*DIRECTIONS*
From the line with "a level derived" to the line with "#[derive(Debug, Clone, Default)]", retype every line exactly, including those two, and leave out the rest of the data below.

*DATASET EXCERPTS*
______
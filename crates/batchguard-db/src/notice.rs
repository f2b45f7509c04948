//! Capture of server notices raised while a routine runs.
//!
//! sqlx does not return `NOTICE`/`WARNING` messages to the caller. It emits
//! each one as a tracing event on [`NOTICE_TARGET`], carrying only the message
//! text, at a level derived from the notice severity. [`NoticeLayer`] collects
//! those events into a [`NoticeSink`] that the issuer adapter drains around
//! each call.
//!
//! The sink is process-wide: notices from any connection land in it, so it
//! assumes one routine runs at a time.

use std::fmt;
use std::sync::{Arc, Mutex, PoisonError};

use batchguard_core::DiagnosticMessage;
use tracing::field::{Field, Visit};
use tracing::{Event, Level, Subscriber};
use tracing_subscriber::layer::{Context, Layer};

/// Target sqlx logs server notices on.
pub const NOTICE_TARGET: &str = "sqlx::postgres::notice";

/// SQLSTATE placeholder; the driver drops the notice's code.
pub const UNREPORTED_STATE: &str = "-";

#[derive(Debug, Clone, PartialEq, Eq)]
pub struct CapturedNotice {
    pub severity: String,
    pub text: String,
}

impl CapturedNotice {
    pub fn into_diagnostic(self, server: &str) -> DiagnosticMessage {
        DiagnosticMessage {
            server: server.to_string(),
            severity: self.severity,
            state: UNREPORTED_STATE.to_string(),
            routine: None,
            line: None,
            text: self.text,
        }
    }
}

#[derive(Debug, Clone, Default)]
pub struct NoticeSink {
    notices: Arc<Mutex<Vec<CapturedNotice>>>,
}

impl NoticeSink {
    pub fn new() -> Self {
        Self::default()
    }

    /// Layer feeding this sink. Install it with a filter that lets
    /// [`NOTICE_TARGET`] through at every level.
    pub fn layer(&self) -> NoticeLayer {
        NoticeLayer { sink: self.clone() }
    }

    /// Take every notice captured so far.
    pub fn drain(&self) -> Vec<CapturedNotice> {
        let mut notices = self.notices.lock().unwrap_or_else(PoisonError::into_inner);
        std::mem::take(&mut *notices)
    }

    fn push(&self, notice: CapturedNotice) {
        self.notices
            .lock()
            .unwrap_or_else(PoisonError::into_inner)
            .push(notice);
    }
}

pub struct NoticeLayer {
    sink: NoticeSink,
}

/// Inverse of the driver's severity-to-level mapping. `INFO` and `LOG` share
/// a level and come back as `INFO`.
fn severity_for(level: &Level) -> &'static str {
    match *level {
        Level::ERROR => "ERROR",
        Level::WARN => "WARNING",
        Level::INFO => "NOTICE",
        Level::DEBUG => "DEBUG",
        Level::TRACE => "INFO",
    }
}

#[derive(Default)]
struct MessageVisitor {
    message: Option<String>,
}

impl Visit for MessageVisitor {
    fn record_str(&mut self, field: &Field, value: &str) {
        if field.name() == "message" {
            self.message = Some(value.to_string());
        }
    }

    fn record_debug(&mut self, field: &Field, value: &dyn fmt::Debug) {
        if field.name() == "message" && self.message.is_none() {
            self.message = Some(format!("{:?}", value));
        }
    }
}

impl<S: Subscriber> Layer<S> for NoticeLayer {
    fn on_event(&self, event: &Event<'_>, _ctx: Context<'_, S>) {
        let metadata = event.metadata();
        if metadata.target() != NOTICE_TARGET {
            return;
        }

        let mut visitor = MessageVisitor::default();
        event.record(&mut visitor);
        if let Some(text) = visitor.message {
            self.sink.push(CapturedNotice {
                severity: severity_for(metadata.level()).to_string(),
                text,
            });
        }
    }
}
______
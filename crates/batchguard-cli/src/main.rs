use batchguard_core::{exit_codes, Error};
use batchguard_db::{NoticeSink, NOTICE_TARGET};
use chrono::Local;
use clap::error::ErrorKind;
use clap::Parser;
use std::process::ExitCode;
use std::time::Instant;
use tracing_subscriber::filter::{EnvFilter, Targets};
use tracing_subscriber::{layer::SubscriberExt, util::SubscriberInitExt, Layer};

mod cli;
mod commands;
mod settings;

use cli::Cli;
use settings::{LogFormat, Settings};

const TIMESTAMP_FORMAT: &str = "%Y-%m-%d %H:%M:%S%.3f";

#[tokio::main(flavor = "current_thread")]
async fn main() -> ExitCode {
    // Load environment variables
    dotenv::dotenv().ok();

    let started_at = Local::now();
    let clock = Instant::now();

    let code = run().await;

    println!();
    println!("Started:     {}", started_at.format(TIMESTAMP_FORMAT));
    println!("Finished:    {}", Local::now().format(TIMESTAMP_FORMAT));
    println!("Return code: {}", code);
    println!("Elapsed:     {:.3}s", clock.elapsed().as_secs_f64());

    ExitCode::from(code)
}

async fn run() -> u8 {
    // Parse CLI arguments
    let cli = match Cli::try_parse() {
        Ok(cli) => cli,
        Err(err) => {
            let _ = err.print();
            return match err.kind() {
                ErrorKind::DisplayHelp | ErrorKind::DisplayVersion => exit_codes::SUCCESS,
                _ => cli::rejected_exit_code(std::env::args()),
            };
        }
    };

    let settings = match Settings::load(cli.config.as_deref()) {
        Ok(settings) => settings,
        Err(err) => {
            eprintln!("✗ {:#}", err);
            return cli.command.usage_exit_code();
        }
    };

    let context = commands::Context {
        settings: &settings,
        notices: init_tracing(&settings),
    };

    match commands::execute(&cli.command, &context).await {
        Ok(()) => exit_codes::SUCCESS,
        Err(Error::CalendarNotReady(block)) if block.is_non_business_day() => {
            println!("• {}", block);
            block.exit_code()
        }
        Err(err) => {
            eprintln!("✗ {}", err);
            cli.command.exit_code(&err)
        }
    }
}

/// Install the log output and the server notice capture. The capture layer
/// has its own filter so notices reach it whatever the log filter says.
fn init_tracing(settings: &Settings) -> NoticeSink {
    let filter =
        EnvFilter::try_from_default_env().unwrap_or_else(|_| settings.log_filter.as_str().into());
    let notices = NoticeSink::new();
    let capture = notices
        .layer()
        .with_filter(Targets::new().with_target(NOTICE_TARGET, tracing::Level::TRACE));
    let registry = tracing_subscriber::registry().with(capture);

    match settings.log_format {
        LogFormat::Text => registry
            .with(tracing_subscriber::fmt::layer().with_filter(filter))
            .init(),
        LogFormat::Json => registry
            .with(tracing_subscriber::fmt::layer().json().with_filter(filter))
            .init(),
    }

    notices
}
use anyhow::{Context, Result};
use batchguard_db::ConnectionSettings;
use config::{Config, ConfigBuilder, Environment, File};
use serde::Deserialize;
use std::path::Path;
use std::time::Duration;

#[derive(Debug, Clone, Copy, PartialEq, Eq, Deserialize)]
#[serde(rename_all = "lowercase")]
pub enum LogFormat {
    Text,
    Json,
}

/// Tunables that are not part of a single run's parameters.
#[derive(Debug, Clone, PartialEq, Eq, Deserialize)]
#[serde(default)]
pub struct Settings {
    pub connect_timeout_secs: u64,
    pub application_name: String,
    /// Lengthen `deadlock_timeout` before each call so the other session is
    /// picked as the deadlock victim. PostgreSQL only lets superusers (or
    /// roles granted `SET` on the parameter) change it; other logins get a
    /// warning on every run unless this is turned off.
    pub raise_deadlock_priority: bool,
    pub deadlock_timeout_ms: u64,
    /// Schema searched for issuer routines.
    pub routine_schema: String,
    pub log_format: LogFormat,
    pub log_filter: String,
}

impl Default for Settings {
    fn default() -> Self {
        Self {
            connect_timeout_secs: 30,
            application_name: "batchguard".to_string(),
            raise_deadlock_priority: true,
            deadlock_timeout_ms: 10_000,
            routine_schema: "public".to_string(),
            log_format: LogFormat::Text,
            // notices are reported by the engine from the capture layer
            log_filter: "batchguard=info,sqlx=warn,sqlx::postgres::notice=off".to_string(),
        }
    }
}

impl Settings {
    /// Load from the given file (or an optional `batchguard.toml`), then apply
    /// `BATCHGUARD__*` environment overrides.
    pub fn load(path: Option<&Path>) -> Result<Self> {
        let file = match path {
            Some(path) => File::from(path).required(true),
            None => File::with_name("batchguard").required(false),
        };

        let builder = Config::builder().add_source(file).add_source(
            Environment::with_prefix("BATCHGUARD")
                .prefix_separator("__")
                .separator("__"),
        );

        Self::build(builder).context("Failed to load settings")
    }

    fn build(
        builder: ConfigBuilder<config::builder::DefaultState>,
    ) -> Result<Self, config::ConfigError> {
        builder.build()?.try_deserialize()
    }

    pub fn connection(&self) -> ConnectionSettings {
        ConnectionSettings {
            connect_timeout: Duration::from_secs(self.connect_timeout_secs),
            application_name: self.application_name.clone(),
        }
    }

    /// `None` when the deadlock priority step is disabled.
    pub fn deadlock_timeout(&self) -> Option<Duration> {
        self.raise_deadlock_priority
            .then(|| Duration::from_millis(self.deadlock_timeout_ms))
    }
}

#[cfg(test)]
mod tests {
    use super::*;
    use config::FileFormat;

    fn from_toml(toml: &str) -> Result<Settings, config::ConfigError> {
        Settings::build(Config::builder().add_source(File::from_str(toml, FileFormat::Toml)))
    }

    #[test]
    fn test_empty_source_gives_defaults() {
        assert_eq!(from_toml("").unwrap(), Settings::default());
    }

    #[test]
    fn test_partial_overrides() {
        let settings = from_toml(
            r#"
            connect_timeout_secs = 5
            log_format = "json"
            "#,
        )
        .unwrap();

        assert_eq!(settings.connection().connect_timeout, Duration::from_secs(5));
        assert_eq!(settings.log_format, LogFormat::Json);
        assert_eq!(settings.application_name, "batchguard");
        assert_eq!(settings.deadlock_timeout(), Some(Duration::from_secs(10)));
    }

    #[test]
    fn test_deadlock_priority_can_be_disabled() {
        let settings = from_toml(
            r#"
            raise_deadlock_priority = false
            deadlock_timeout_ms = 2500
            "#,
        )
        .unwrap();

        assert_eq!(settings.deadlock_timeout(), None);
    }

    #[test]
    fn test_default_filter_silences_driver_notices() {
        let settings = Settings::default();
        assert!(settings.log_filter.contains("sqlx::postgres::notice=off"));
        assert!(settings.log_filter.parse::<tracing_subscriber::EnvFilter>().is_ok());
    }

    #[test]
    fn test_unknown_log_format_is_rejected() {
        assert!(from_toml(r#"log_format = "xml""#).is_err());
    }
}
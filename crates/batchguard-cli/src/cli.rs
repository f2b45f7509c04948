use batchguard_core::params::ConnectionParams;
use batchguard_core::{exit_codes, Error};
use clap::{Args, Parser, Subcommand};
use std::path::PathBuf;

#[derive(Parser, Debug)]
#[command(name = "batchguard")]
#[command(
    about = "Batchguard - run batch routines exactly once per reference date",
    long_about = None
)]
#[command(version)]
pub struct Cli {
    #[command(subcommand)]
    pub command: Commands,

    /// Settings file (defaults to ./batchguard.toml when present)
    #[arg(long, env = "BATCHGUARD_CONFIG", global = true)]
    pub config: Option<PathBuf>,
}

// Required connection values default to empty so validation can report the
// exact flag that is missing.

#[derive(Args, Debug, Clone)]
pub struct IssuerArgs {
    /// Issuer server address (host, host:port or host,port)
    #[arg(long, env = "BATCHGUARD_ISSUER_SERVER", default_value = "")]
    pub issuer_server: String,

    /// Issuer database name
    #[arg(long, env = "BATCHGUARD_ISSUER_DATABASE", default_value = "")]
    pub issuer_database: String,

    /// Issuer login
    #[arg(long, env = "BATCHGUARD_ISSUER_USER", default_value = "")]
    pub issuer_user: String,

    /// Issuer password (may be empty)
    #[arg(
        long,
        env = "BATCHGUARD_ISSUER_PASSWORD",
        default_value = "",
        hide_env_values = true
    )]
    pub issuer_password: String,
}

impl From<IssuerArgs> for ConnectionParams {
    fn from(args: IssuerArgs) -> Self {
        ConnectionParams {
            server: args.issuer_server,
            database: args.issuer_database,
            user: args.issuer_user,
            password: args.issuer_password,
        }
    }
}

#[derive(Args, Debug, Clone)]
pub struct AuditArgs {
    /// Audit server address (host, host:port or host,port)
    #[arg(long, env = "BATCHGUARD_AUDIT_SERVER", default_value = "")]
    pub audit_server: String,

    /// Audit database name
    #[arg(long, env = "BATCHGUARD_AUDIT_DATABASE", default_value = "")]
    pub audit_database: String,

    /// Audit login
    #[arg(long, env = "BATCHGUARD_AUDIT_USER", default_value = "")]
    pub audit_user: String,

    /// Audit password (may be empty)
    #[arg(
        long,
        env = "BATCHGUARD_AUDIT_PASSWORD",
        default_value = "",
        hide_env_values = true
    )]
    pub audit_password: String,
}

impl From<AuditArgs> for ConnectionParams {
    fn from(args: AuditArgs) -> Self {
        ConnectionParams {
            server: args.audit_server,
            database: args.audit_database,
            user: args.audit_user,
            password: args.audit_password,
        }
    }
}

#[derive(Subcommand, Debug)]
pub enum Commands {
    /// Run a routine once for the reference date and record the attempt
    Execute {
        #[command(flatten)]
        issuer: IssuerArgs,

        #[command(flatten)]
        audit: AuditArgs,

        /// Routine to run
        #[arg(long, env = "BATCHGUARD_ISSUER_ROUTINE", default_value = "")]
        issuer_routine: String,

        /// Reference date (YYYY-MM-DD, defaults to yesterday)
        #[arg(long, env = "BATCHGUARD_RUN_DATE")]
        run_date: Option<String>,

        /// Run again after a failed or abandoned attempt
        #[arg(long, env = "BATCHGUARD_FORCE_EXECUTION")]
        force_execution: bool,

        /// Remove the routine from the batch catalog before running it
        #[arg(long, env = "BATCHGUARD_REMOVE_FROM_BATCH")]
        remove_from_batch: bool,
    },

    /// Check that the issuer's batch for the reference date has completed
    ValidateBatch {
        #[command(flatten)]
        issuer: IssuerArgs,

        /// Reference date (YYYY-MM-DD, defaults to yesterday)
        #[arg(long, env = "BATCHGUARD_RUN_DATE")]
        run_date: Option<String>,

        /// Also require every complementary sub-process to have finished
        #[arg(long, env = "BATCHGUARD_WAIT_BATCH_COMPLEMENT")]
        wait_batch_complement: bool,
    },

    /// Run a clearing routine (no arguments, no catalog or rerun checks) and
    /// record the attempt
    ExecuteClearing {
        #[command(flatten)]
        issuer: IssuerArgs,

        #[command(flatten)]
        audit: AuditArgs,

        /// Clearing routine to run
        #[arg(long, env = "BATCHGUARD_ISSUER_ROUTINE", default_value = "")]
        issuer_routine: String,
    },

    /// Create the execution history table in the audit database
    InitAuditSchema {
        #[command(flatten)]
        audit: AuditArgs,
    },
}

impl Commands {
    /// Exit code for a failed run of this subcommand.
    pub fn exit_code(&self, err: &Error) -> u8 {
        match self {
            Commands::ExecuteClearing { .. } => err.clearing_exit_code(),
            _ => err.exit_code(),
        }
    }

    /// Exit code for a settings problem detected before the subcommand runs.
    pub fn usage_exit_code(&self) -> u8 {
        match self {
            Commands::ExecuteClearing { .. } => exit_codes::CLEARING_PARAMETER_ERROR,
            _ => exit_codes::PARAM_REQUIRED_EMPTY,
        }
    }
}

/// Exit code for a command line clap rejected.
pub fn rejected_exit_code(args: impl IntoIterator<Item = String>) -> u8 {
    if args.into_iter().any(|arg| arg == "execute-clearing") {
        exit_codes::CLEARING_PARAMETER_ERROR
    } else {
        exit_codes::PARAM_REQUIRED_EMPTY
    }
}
______
*EXPECTED OUTPUT*
//! text, at a level derived from the notice severity. [`NoticeLayer`] collects
//! those events into a [`NoticeSink`] that the issuer adapter drains around
//! each call.
//!
//! The sink is process-wide: notices from any connection land in it, so it
//! assumes one routine runs at a time.

use std::fmt;
use std::sync::{Arc, Mutex, PoisonError};

use batchguard_core::DiagnosticMessage;
use tracing::field::{Field, Visit};
use tracing::{Event, Level, Subscriber};
use tracing_subscriber::layer::{Context, Layer};

/// Target sqlx logs server notices on.
pub const NOTICE_TARGET: &str = "sqlx::postgres::notice";

/// SQLSTATE placeholder; the driver drops the notice's code.
pub const UNREPORTED_STATE: &str = "-";

#[derive(Debug, Clone, PartialEq, Eq)]
pub struct CapturedNotice {
    pub severity: String,
    pub text: String,
}

impl CapturedNotice {
    pub fn into_diagnostic(self, server: &str) -> DiagnosticMessage {
        DiagnosticMessage {
            server: server.to_string(),
            severity: self.severity,
            state: UNREPORTED_STATE.to_string(),
            routine: None,
            line: None,
            text: self.text,
        }
    }
}

#[derive(Debug, Clone, Default)]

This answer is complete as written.